Each entry that follows should be retyped in full and exactly.

START PROVIDED RECORDS

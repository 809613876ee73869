use meshannounce_tlv::{iter_tlvs, tag_name};

use crate::cmd::InspectArgs;
use crate::exit::{CliResult, SUCCESS};
use crate::output::{print_inspect, InspectOutput, OutputFormat, RecordOutput};

pub fn run(args: InspectArgs, format: OutputFormat) -> CliResult<i32> {
    let payload = args.payload.resolve()?;
    let out = inspect_payload(&payload);
    if out.truncated {
        tracing::warn!(
            payload_len = out.payload_len,
            records = out.records.len(),
            "payload ends in a truncated record"
        );
    }
    print_inspect(&out, format);
    Ok(SUCCESS)
}

fn inspect_payload(payload: &[u8]) -> InspectOutput {
    let mut iter = iter_tlvs(payload);
    let records = iter
        .by_ref()
        .map(|record| RecordOutput {
            offset: record.offset,
            tag: record.tag,
            tag_name: tag_name(record.tag),
            length: record.value.len(),
            wire_size: record.wire_size(),
            value: hex::encode(record.value),
        })
        .collect();

    let truncated = iter.is_truncated();
    InspectOutput {
        payload_len: payload.len(),
        records,
        truncated,
        truncated_at: truncated.then_some(iter.position()),
    }
}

END PROVIDED RECORDS

● **RESULT OF THIS TASK**
repository 809613876ee73869
use meshannounce_tlv::{iter_tlvs, tag_name};

use crate::cmd::InspectArgs;
use crate::exit::{CliResult, SUCCESS};
use crate::output::{print_inspect, InspectOutput, OutputFormat, RecordOutput};

pub fn run(args: InspectArgs, format: OutputFormat) -> CliResult<i32> {
    let payload = args.payload.resolve()?;
    let out = inspect_payload(&payload);
    if out.truncated {
        tracing::warn!(
            payload_len = out.payload_len,
            records = out.records.len(),
            "payload ends in a truncated record"
        );
    }
    print_inspect(&out, format);
    Ok(SUCCESS)
}

fn inspect_payload(payload: &[u8]) -> InspectOutput {
    let mut iter = iter_tlvs(payload);
    let records = iter
        .by_ref()
        .map(|record| RecordOutput {
            offset: record.offset,
            tag: record.tag,
            tag_name: tag_name(record.tag),
            length: record.value.len(),
            wire_size: record.wire_size(),
            value: hex::encode(record.value),
        })
        .collect();

    let truncated = iter.is_truncated();
    InspectOutput {
        payload_len: payload.len(),
        records,
        truncated,
        truncated_at: truncated.then_some(iter.position()),
    }
}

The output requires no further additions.